Extract Text from Image using Einstein OCR

on

|

views

and

comments

Dear #Trailblazers,

Welcome back, in this blog post we are going to learn how to read Text from the Image using Einstein OCR. Einstein OCR has been made available in Latest release which is Summer 20.

So, let’s start. If you have missed my earlier post about JWT authentication, please go ahead and Read it Here as Einstein Platform API like Einstein OCR using JWT for authentication.

If you are new to this blog post, please refer this link to get an Einstein Platform API account.

Once you have got the Einstein Platform API Account and downloaded the Key file and uploaded the same to Salesforce under file object. If you want to learn more about how it works here is the API Doc for you

Now, let’s see what are all the required parameter for making the request.

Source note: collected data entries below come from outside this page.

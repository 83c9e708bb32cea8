mod app;
mod view;

use std::io;
use std::time::Instant;

use crossterm::event::{self, Event, KeyEventKind};
use crossterm::execute;
use crossterm::terminal::{
    EnterAlternateScreen, LeaveAlternateScreen, disable_raw_mode, enable_raw_mode,
};
use ratatui::prelude::*;

use wf_simulation::Simulation;

use app::App;

/// Run the interactive view until a stop key is pressed. Returns the
/// still-running simulation after the terminal has been restored.
pub fn run(sim: Simulation) -> Result<Simulation, String> {
    let mut app = App::new(sim)?;

    enable_raw_mode().map_err(|e| format!("terminal error: {e}"))?;
    let mut stdout = io::stdout();
    execute!(stdout, EnterAlternateScreen).map_err(|e| format!("terminal error: {e}"))?;

    let backend = CrosstermBackend::new(stdout);
    let mut terminal = Terminal::new(backend).map_err(|e| format!("terminal error: {e}"))?;

    let result = run_loop(&mut terminal, &mut app);

    disable_raw_mode().ok();
    execute!(terminal.backend_mut(), LeaveAlternateScreen).ok();
    terminal.show_cursor().ok();

    result.map(|()| app.into_simulation())
}

/// Tick, draw, then wait out the rest of the interval while listening for
/// keys. A stop key ends the wait immediately.
fn run_loop(
    terminal: &mut Terminal<CrosstermBackend<io::Stdout>>,
    app: &mut App,
) -> Result<(), String> {
    let interval = app.sim.clock().interval();

    loop {
        app.step()?;
        terminal
            .draw(|frame| view::draw(frame, app))
            .map_err(|e| format!("draw error: {e}"))?;

        let started = Instant::now();
        loop {
            let remaining = interval.saturating_sub(started.elapsed());
            if remaining.is_zero() {
                break;
            }
            if !event::poll(remaining).map_err(|e| format!("event error: {e}"))? {
                break;
            }
            if let Event::Key(key) = event::read().map_err(|e| format!("event error: {e}"))?
                && key.kind == KeyEventKind::Press
            {
                app.handle_key(key);
            }
            if app.should_stop {
                return Ok(());
            }
        }
    }
}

curl -X POST -H "Authorization: Bearer " -F sampleLocation="https://www.publicdomainpictures.net/pictures/240000/velka/emergency-evacuation-route-signpost.jpg" -F modelId="OCRModel" https://api.einstein.ai/v2/vision/ocr

If you see the above URL it takes the below parameters

POSTThis means the request that we will be making to platform API is POST
AuthorizationFor the Authorization, we need to send the token that we can get from here.
sampleLocationThe URL of the Image
sampleBase64ContentThe image content on Base64 Encoded
modelIdThe model that we wanted to use for text reading and accepted values are OCRModel & tabulatev2. Learn more
Endpoint The Service Endpoint which is https://api.einstein.ai/v2/vision/ocr

As we are sending the Image details to the Einstein Platform API, We need to make sure that we are sending the correct values in the Correct format. To send the image we are using “multipart/form-data; charset=”UTF-8” as the Content Type for All the Request. Why we are using this because the image can be either in a URL form or base64 form.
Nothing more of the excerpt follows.